§ **DIRECTIONS FOR THIS TASK**:
Reproduce each entry below verbatim.

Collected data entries

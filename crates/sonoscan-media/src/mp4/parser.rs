//! Box visitor that builds an [`Mp4File`] from the box tree.

use super::esds::{parse_alac, parse_esds};
use super::ilst;
use super::walker::{BoxVisitor, Visit};
use super::{
    BoxRecord, BoxType, FileType, HandlerType, Mp4File, ParseMode, SampleSizes, SampleToChunk,
    TimeToSample, TrackInfo,
};
use crate::cursor::ByteCursor;
use crate::{Error, Result};
use bytes::{Buf, Bytes};
use sonoscan_common::{insert_multi, TagValue};
use std::io::{Read, Seek};
use tracing::{debug, trace};

/// Maximum payload read into memory for a single leaf box (64 MB).
const MAX_LEAF_SIZE: u64 = 64 * 1024 * 1024;

/// Bytes of an audio sample entry before any version-specific extension.
const AUDIO_ENTRY_SIZE: u64 = 28;

/// iTunes item currently being assembled.
#[derive(Debug)]
struct PendingItem {
    item: BoxType,
    name: Option<String>,
    values: Vec<TagValue>,
}

pub(super) struct Mp4Parser {
    mode: ParseMode,
    include_artwork: bool,
    file: Mp4File,
    track: Option<TrackInfo>,
    ancestors: Vec<BoxType>,
    item: Option<PendingItem>,
}
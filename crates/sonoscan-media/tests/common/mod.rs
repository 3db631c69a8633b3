//! Byte-level fixture builders for the integration tests.

#![allow(dead_code)]

use bytes::{BufMut, BytesMut};

// ---------------------------------------------------------------------------
// MP4
// ---------------------------------------------------------------------------

/// A plain box: 32-bit size, type, payload.
pub fn mp4_box(code: &[u8; 4], payload: &[u8]) -> Vec<u8> {
    let mut buf = BytesMut::with_capacity(payload.len() + 8);
    buf.put_u32((payload.len() + 8) as u32);
    buf.put_slice(code);
    buf.put_slice(payload);
    buf.to_vec()
}

/// A full box: version and flags ahead of the payload.
pub fn full_box(code: &[u8; 4], version: u8, payload: &[u8]) -> Vec<u8> {
    let mut body = vec![version, 0, 0, 0];
    body.extend_from_slice(payload);
    mp4_box(code, &body)
}

fn concat(parts: &[Vec<u8>]) -> Vec<u8> {
    parts.concat()
}

/// Description of a single-track M4A file.
#[derive(Debug, Clone)]
pub struct Mp4Fixture {
    pub timescale: u32,
    pub sample_rate: u32,
    pub channels: u16,
    /// `(sample_count, sample_delta)` runs.
    pub stts: Vec<(u32, u32)>,
    /// `(first_chunk, samples_per_chunk)` runs.
    pub stsc: Vec<(u32, u32)>,
    pub chunk_count: u32,
    /// One size per sample; written as a uniform stsz when all are equal.
    pub sample_sizes: Vec<u32>,
    pub with_tags: bool,
    pub use_co64: bool,
    /// Place mdat ahead of moov.
    pub mdat_first: bool,
    /// Omit the stsc box.
    pub drop_stsc: bool,
    /// Omit the whole stbl.
    pub drop_stbl: bool,
    /// Add a second, text track whose two chunks share the first and last
    /// audio chunk offsets.
    pub text_track: bool,
}

impl Default for Mp4Fixture {
    /// 150 AAC frames of 1024 ticks at 44.1 kHz, ten per chunk, 100 bytes each.
    fn default() -> Self {
        Self {
            timescale: 44_100,
            sample_rate: 44_100,
            channels: 2,
            stts: vec![(100, 1024), (50, 1024)],
            stsc: vec![(1, 10)],
            chunk_count: 15,
            sample_sizes: vec![100; 150],
            with_tags: true,
            use_co64: false,
            mdat_first: false,
            drop_stsc: false,
            drop_stbl: false,
            text_track: false,
        }
    }
}

/// A built file plus the facts tests assert against.
#[derive(Debug, Clone)]
pub struct BuiltMp4 {
    pub bytes: Vec<u8>,
    /// Offset of the first mdat payload byte.
    pub data_offset: u64,
    pub chunk_offsets: Vec<u64>,
    pub mdat_offset: u64,
    /// Chunk offsets of the text track, when there is one.
    pub text_offsets: Vec<u64>,
}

§ **ANSWER FOR THIS EXERCISE**:
filename crates/sonoscan-media/src/mp4/parser.rs
//! Box visitor that builds an [`Mp4File`] from the box tree.

use super::esds::{parse_alac, parse_esds};
use super::ilst;
use super::walker::{BoxVisitor, Visit};
use super::{
    BoxRecord, BoxType, FileType, HandlerType, Mp4File, ParseMode, SampleSizes, SampleToChunk,
    TimeToSample, TrackInfo,
};
use crate::cursor::ByteCursor;
use crate::{Error, Result};
use bytes::{Buf, Bytes};
use sonoscan_common::{insert_multi, TagValue};
use std::io::{Read, Seek};
use tracing::{debug, trace};

/// Maximum payload read into memory for a single leaf box (64 MB).
const MAX_LEAF_SIZE: u64 = 64 * 1024 * 1024;

/// Bytes of an audio sample entry before any version-specific extension.
const AUDIO_ENTRY_SIZE: u64 = 28;

/// iTunes item currently being assembled.
#[derive(Debug)]
struct PendingItem {
    item: BoxType,
    name: Option<String>,
    values: Vec<TagValue>,
}

pub(super) struct Mp4Parser {
    mode: ParseMode,
    include_artwork: bool,
    file: Mp4File,
    track: Option<TrackInfo>,
    ancestors: Vec<BoxType>,
    item: Option<PendingItem>,
}
filename crates/sonoscan-media/tests/common/mod.rs
repository 3db631c69a8633b3
//! Byte-level fixture builders for the integration tests.

#![allow(dead_code)]

use bytes::{BufMut, BytesMut};

// ---------------------------------------------------------------------------
// MP4
// ---------------------------------------------------------------------------

/// A plain box: 32-bit size, type, payload.
pub fn mp4_box(code: &[u8; 4], payload: &[u8]) -> Vec<u8> {
    let mut buf = BytesMut::with_capacity(payload.len() + 8);
    buf.put_u32((payload.len() + 8) as u32);
    buf.put_slice(code);
    buf.put_slice(payload);
    buf.to_vec()
}

/// A full box: version and flags ahead of the payload.
pub fn full_box(code: &[u8; 4], version: u8, payload: &[u8]) -> Vec<u8> {
    let mut body = vec![version, 0, 0, 0];
    body.extend_from_slice(payload);
    mp4_box(code, &body)
}

fn concat(parts: &[Vec<u8>]) -> Vec<u8> {
    parts.concat()
}

/// Description of a single-track M4A file.
#[derive(Debug, Clone)]
pub struct Mp4Fixture {
    pub timescale: u32,
    pub sample_rate: u32,
    pub channels: u16,
    /// `(sample_count, sample_delta)` runs.
    pub stts: Vec<(u32, u32)>,
    /// `(first_chunk, samples_per_chunk)` runs.
    pub stsc: Vec<(u32, u32)>,
    pub chunk_count: u32,
    /// One size per sample; written as a uniform stsz when all are equal.
    pub sample_sizes: Vec<u32>,
    pub with_tags: bool,
    pub use_co64: bool,
    /// Place mdat ahead of moov.
    pub mdat_first: bool,
    /// Omit the stsc box.
    pub drop_stsc: bool,
    /// Omit the whole stbl.
    pub drop_stbl: bool,
    /// Add a second, text track whose two chunks share the first and last
    /// audio chunk offsets.
    pub text_track: bool,
}

impl Default for Mp4Fixture {
    /// 150 AAC frames of 1024 ticks at 44.1 kHz, ten per chunk, 100 bytes each.
    fn default() -> Self {
        Self {
            timescale: 44_100,
            sample_rate: 44_100,
            channels: 2,
            stts: vec![(100, 1024), (50, 1024)],
            stsc: vec![(1, 10)],
            chunk_count: 15,
            sample_sizes: vec![100; 150],
            with_tags: true,
            use_co64: false,
            mdat_first: false,
            drop_stsc: false,
            drop_stbl: false,
            text_track: false,
        }
    }
}

/// A built file plus the facts tests assert against.
#[derive(Debug, Clone)]
pub struct BuiltMp4 {
    pub bytes: Vec<u8>,
    /// Offset of the first mdat payload byte.
    pub data_offset: u64,
    pub chunk_offsets: Vec<u64>,
    pub mdat_offset: u64,
    /// Chunk offsets of the text track, when there is one.
    pub text_offsets: Vec<u64>,
}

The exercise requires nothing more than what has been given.